Consumer sentiment tells a darker story. The University of Michigan consumer sentiment index was revised down to 44.8, the lowest reading on record. And the market's gains are extraordinarily narrow: analysts widely note that the only reason the S&P 500 and Nasdaq are up in 2026 is technology-sector outperformance, with the rest of the index essentially flat. Whether the precise figure is "strip out 41 companies and the other 459 are flat" or something close, the underlying concentration is real and well documented.

The Dollar's Plan: Turn Every Company Into a Mini Central Bank

Here is where the video's framing needs a correction. It refers throughout to "the Clarity Act" as the stablecoin law. The actual stablecoin law is the GENIUS Act, signed in July 2025. The CLARITY Act is a separate, broader crypto market-structure bill. They were both moving through Congress around the same time, which is likely the source of the mix-up.

The mechanism described is accurate, though. The GENIUS Act creates a federal framework for payment stablecoins, requiring each token to be backed 1:1 by cash or short-term Treasuries with monthly disclosure. The strategic logic is that every time a consumer anywhere uses a dollar stablecoin, the issuer buys Treasuries, embedding demand for US government debt into the plumbing of the digital economy. Tether already holds over $100 billion in Treasuries this way, more than many countries.

One nuance the video gets slightly wrong: the GENIUS Act actually prohibits issuers from paying interest directly to holders. The "why hold bank deposits at 0.1% when Walmart coin pays 4%" scenario depends on economically equivalent workarounds the law does not explicitly ban, not on a feature the law grants. The banks' fear is real, but the mechanism is a loophole, not a clean provision.

The AI Paradox at the Center

This is the part that makes the whole picture genuinely unstable, and the video frames it well.

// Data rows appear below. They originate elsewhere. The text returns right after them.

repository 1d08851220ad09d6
// src/specs/mod.rs
//! # Scraping "specs" module
//!
//! Page-specific knowledge of the results site: *where the ground truth lives
//! in the rendered document* and *how to read it*.
//!
//! ## What lives here
//! - **Selectors** for the results table, its pager, body, rows and cells.
//! - **The query URL** for one day's results and its pagination parameter.
//! - **A declarative row schema**: an ordered list of `{cell index, field, rule}`.
//!   A layout change on the site is a change to one table in `flights.rs`.
//!
//! ## What does **not** live here
//! - **Waiting and pagination** (`scrape::walker`), which decide *when* a table
//!   may be read.
//! - **Ranking and roster checks** (`ranking`), which decide *whether* a row counts.
//! - **Export formatting** (`file`).
//!
//! ## Conventions & invariants
//! - Extraction is positional and all-or-nothing: a missing cell, line, child
//!   element or attribute is an [`ExtractError`], never a silently empty field.
//! - Text shaping ([`Rule::shape`]) is pure, so schemas are testable offline.

pub mod flights;

use crate::browser::{Browser, ElementId, Scope};
use crate::core::sanitize::{first_token, nth_line};
use crate::data::{Field, Flight};
use crate::error::ExtractError;

/// How one field is read from its cell.
#[derive(Clone, Copy, Debug, PartialEq, Eq)]
pub enum Rule {
    /// The cell's rendered text, as is.
    Text,
    /// One line (0-based) of a multi-line cell.
    Line(usize),
    /// First whitespace-delimited token, e.g. the number in `"87.21 km"`.
    FirstToken,
    /// An attribute of a child element rather than any text.
    ChildAttr { css: &'static str, attr: &'static str },
}

impl Rule {
    /// Shape a cell's text. `None` means the text does not have the expected form.
    /// `ChildAttr` values are taken verbatim.
    pub fn shape(&self, text: &str) -> Option<String> {
        match self {
            Rule::Text | Rule::ChildAttr { .. } => Some(text.to_string()),
            Rule::Line(n) => nth_line(text, *n).map(str::to_owned),
            Rule::FirstToken => first_token(text).map(str::to_owned),
        }
    }

    fn read(&self, browser: &mut dyn Browser, cell: &ElementId, index: usize) -> Result<String, ExtractError> {
        match *self {
            Rule::ChildAttr { css, attr } => {
                let child = browser
                    .find(Scope::Within(cell), css)?
                    .ok_or(ExtractError::MissingChild { cell: index, css })?;
                browser
                    .attribute(&child, attr)?
                    .ok_or(ExtractError::MissingAttribute { cell: index, attr })
            }
            rule => {
                let text = browser.text(cell)?;
                rule.shape(&text).ok_or(match rule {
                    Rule::Line(line) => ExtractError::MissingLine { cell: index, line },
                    _ => ExtractError::EmptyToken { cell: index },
                })
            }
        }
    }
}

/// One schema entry: `field` comes from cell `cell` via `rule`.
#[derive(Clone, Copy, Debug)]
pub struct Column {
    pub cell: usize,
    pub field: Field,
    pub rule: Rule,
}

#[derive(Clone, Copy, Debug)]
pub struct RowSchema {
    pub columns: &'static [Column],
}

impl RowSchema {
    /// Smallest cell count a row must have.
    pub fn min_cells(&self) -> usize {
        self.columns.iter().map(|c| c.cell + 1).max().unwrap_or(0)
    }

    /// Read one row's cells into a [`Flight`].
    pub fn extract(&self, browser: &mut dyn Browser, cells: &[ElementId]) -> Result<Flight, ExtractError> {
        let needed = self.min_cells();
        if cells.len() < needed {
            return Err(ExtractError::MissingCell { cell: needed - 1, found: cells.len() });
        }

        let mut flight = Flight::default();
        for col in self.columns {
            *flight.field_mut(col.field) = col.rule.read(browser, &cells[col.cell], col.cell)?;
        }
        Ok(flight)
    }
}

The dollar-debt system has worked for 230 years on one assumption: more people every generation. More workers, more borrowers, more taxpayers, each cohort slightly bigger and spending slightly more, so the system can always grow its way out of its debt by adding humans to the engine.

AI is the first technology that grows the economy without growing the need for human beings. That creates a genuine contradiction. Either AI is transformative enough to justify the trillions being spent on it, in which case it displaces the workers and erodes the tax base that funds the debt system, or it is not that transformative, in which case the valuations powering the entire market are a fantasy and it corrects anyway. The debt system needs exactly what AI threatens to destroy. That framing is a useful way to hold the tension, even if reality will likely be messier and slower than a clean either/or.

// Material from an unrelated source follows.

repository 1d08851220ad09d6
// src/config/mod.rs
pub mod consts;
pub mod options;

Where the Theory Outruns the Evidence

To be clear about what is solid and what is speculation: the gold-Treasury crossover, the Berkshire cash pile, the record-low sentiment, the GENIUS Act mechanics, and Tether's gold and Treasury buying are all documented. The bolder claims deserve more caution.

The idea that gold could be "repriced" to something like $39,000 an ounce to balance China's trade surplus is presented in the video as a mechanism rather than a prediction, and it is worth treating it that way: a hypothetical, not a forecast. The narrative that the Bank for International Settlements changed Basel III rules specifically to let Western banks escape a coming gold repricing is a particular interpretation of events that not all analysts share. The four-paths framework attributed to Luke Groman of FFTT is one analyst's scenario set, not a consensus roadmap. And the precise paper-to-physical gold ratios depend heavily on which analyst's estimates you accept.

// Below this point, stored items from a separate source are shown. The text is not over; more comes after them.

//! The view-facing tree model.
//!
//! [`DiffTreeModel`] owns the [`PathTree`] for the attached change-set and
//! answers per-node [`Role`] queries. The tree is rebuilt only when a new
//! change-set is attached; inclusion state is recomputed on every query.
//!
//! Node ids follow view conventions: `None` as a parent means the root,
//! and [`parent`](DiffTreeModel::parent) of a top-level node is `None`.

use std::sync::Arc;

use difftree_diff::ChangeSetView;
use difftree_index::StagingBridge;
use difftree_tree::{NodeId, PathTree, TreeResult};
use difftree_types::CheckState;
use tracing::debug;

use crate::aggregate::StateAggregator;
use crate::config::ModelConfig;
use crate::decoration::{Decorations, NoDecorations};
use crate::error::{ModelError, ModelResult};
use crate::events::{ModelEvent, ModelObserver};
use crate::propagate::{ChangePropagator, Propagation};
use crate::role::{Role, RoleValue};

const SUBMODULE_KIND: &str = "Submodule";

/// A change-set presented as a checkable folder/file tree.
pub struct DiffTreeModel {
    workdir: String,
    tree: Option<PathTree>,
    changes: Option<Arc<dyn ChangeSetView>>,
    index: Option<Arc<dyn StagingBridge>>,
    decorations: Arc<dyn Decorations>,
    propagator: ChangePropagator,
    observers: Vec<Arc<dyn ModelObserver>>,
}

impl std::fmt::Debug for DiffTreeModel {
    fn fmt(&self, f: &mut std::fmt::Formatter<'_>) -> std::fmt::Result {
        f.debug_struct("DiffTreeModel")
            .field("workdir", &self.workdir)
            .field("nodes", &self.tree.as_ref().map(PathTree::len))
            .field("attached", &self.changes.is_some())
            .field("propagator", &self.propagator)
            .field("observers", &self.observers.len())
            .finish()
    }
}

impl DiffTreeModel {
    /// Create a detached model rooted at `workdir`.
    pub fn new(workdir: impl Into<String>) -> Self {
        Self {
            workdir: workdir.into(),
            tree: None,
            changes: None,
            index: None,
            decorations: Arc::new(NoDecorations),
            propagator: ChangePropagator::default(),
            observers: Vec::new(),
        }
    }

    /// Create a detached model configured by `config`.
    ///
    /// Uses the config's extension table for kind labels.
    pub fn with_config(workdir: impl Into<String>, config: &ModelConfig) -> Self {
        let mut model = Self::new(workdir);
        model.propagator = ChangePropagator::new(config.notify_depth);
        model.decorations = Arc::new(config.extension_kinds());
        model
    }

    /// Replace the decoration lookups.
    pub fn with_decorations(mut self, decorations: Arc<dyn Decorations>) -> Self {
        self.decorations = decorations;
        self
    }

    /// Register an observer for [`ModelEvent`]s.
    pub fn subscribe(&mut self, observer: Arc<dyn ModelObserver>) {
        self.observers.push(observer);
    }

    pub fn workdir(&self) -> &str {
        &self.workdir
    }

    pub fn propagator(&self) -> &ChangePropagator {
        &self.propagator
    }

    fn emit(&self, event: &ModelEvent) {
        for observer in &self.observers {
            observer.on_event(event);
        }
    }

    // ---------------------------------------------------------------
    // Attachment
    // ---------------------------------------------------------------

    /// Attach a change-set and the index it stages into.
    ///
    /// The new tree is built completely before anything is published. If a
    /// path is malformed the call fails and the previous tree stays in place
    /// with no events emitted. An invalid change-set detaches the model.
    pub fn set_change_set(
        &mut self,
        changes: Arc<dyn ChangeSetView>,
        index: Arc<dyn StagingBridge>,
    ) -> ModelResult<()> {
        let tree = if changes.is_valid() {
            Some(build_tree(&self.workdir, changes.as_ref())?)
        } else {
            None
        };

        self.emit(&ModelEvent::AboutToReset);
        match tree {
            Some(tree) => {
                debug!(entries = changes.count(), nodes = tree.len(), "attached change-set");
                self.tree = Some(tree);
                self.changes = Some(changes);
                self.index = Some(index);
            }
            None => {
                debug!("invalid change-set, detaching");
                self.detach();
            }
        }
        self.emit(&ModelEvent::Reset);
        Ok(())
    }

    /// Drop the current tree and change-set.
    pub fn clear(&mut self) {
        self.emit(&ModelEvent::AboutToReset);
        self.detach();
        self.emit(&ModelEvent::Reset);
    }

    fn detach(&mut self) {
        self.tree = None;
        self.changes = None;
        self.index = None;
    }

    /// Returns `true` if a valid change-set is attached.
    pub fn is_attached(&self) -> bool {
        self.tree.is_some()
    }

    pub fn tree(&self) -> Option<&PathTree> {
        self.tree.as_ref()
    }

    fn aggregator(&self) -> Option<StateAggregator<'_>> {
        let changes = self.changes.as_deref()?;
        let index = self.index.as_deref()?;
        Some(StateAggregator::new(changes, index))
    }

    // ---------------------------------------------------------------
    // Navigation
    // ---------------------------------------------------------------

    /// The (invisible) root node.
    pub fn root(&self) -> Option<NodeId> {
        self.tree.as_ref().map(PathTree::root)
    }

    fn resolve(&self, parent: Option<NodeId>) -> Option<(&PathTree, NodeId)> {
        let tree = self.tree.as_ref()?;
        let node = parent.unwrap_or_else(|| tree.root());
        tree.contains(node).then_some((tree, node))
    }

    /// Number of rows beneath `parent` (`None` for the root).
    pub fn row_count(&self, parent: Option<NodeId>) -> usize {
        self.resolve(parent)
            .map(|(tree, node)| tree.children(node).len())
            .unwrap_or(0)
    }

    /// The node at `row` beneath `parent` (`None` for the root).
    pub fn index(&self, row: usize, parent: Option<NodeId>) -> Option<NodeId> {
        let (tree, node) = self.resolve(parent)?;
        tree.child(node, row)
    }

    /// Visible parent of `node`; `None` for top-level nodes and the root.
    pub fn parent(&self, node: NodeId) -> Option<NodeId> {
        let tree = self.tree.as_ref()?;
        tree.parent(node).filter(|p| !p.is_root())
    }

    /// Row of `node` beneath its parent.
    pub fn row(&self, node: NodeId) -> Option<usize> {
        self.tree.as_ref()?.row(node)
    }

    pub fn has_children(&self, node: Option<NodeId>) -> bool {
        self.resolve(node)
            .map(|(tree, node)| tree.has_children(node))
            .unwrap_or(false)
    }

    /// Look up a node by relative path.
    pub fn find(&self, path: &str) -> Option<NodeId> {
        self.tree.as_ref()?.find(path)
    }

    // ---------------------------------------------------------------
    // Queries
    // ---------------------------------------------------------------

    pub fn name(&self, node: NodeId) -> Option<&str> {
        self.tree.as_ref()?.name(node)
    }

    /// Full path of `node`, absolute or relative to the working directory.
    pub fn path(&self, node: NodeId, relative: bool) -> Option<String> {
        self.tree.as_ref()?.path(node, relative)
    }

    /// Aggregate inclusion state; `None` when undetermined.
    pub fn check_state(&self, node: NodeId) -> Option<CheckState> {
        let tree = self.tree.as_ref()?;
        self.aggregator()?.query(tree, node)
    }

    /// Distinct status codes beneath `node`.
    pub fn status(&self, node: NodeId) -> String {
        match (self.tree.as_ref(), self.aggregator()) {
            (Some(tree), Some(agg)) => agg.status_summary(tree, node),
            _ => String::new(),
        }
    }

    /// Kind label; submodules are always "Submodule".
    pub fn kind(&self, node: NodeId) -> Option<String> {
        let path = self.path(node, true)?;
        if self.decorations.is_submodule(&path) {
            return Some(SUBMODULE_KIND.to_string());
        }
        self.decorations.kind(self.name(node)?)
    }

    fn commit_link(&self, node: NodeId, first: bool) -> Option<String> {
        let path = self.path(node, true)?;
        let commit = if first {
            self.decorations.first_commit(&path)
        } else {
            self.decorations.last_commit(&path)
        };
        commit.map(|c| c.link())
    }

    /// Answer a [`Role`] query for `node`.
    pub fn data(&self, node: NodeId, role: Role) -> Option<RoleValue> {
        match role {
            Role::Display => self.name(node).map(|n| RoleValue::Text(n.to_string())),
            Role::Edit => self.path(node, true).map(RoleValue::Text),
            Role::ToolTip => self.path(node, false).map(RoleValue::Text),
            Role::CheckState => self.check_state(node).map(RoleValue::Check),
            Role::Kind => self.kind(node).map(RoleValue::Text),
            Role::Added => self.commit_link(node, true).map(RoleValue::Text),
            Role::Modified => self.commit_link(node, false).map(RoleValue::Text),
            Role::Status => {
                self.tree.as_ref()?.get(node)?;
                Some(RoleValue::Text(self.status(node)))
            }
        }
    }

    // ---------------------------------------------------------------
    // Mutation
    // ---------------------------------------------------------------

    /// Stage (`true`) or unstage (`false`) everything beneath `node`.
    pub fn set_check_state(&mut self, node: NodeId, checked: bool) -> ModelResult<()> {
        self.set_check_state_with(node, checked, Propagation::Apply)
    }

    /// Like [`set_check_state`](Self::set_check_state), optionally skipping
    /// the index mutation.
    ///
    /// On error nothing is emitted.
    pub fn set_check_state_with(
        &mut self,
        node: NodeId,
        checked: bool,
        mode: Propagation,
    ) -> ModelResult<()> {
        self.request(node, CheckState::from_bool(checked), mode)
    }

    fn request(&mut self, node: NodeId, value: CheckState, mode: Propagation) -> ModelResult<()> {
        let events = {
            let tree = self.tree.as_ref().ok_or(ModelError::NoChangeSet)?;
            let changes = self.changes.as_deref().ok_or(ModelError::NoChangeSet)?;
            let index = self.index.as_deref().ok_or(ModelError::NoChangeSet)?;
            self.propagator
                .set_inclusion(tree, node, changes, index, value, mode)?
        };
        for event in &events {
            self.emit(event);
        }
        Ok(())
    }

    /// Role-based setter. Only [`Role::CheckState`] is writable.
    ///
    /// Returns `Ok(false)` for read-only roles or mismatched values. Any
    /// state other than `Unchecked` counts as a request to stage; the
    /// emitted [`ModelEvent::CheckStateChanged`] carries `value` unchanged.
    pub fn set_data(&mut self, node: NodeId, role: Role, value: &RoleValue) -> ModelResult<bool> {
        match (role, value.as_check()) {
            (Role::CheckState, Some(state)) => {
                self.request(node, state, Propagation::Apply)?;
                Ok(true)
            }
            _ => Ok(false),
        }
    }
}

fn build_tree(workdir: &str, changes: &dyn ChangeSetView) -> TreeResult<PathTree> {
    PathTree::from_paths(workdir, (0..changes.count()).filter_map(|i| changes.name(i)))
}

The honest summary is the one the video itself lands on: there are two systems racing to define what money is, one built on paper promises and one on physical scarcity, and nobody actually knows which wins. What is no longer in dispute is that the race is real, the gold side has gained measurable ground, and AI has introduced a contradiction into the debt system that did not exist a decade ago. None of this is financial advice. But the data underneath the theory is worth understanding on its own terms.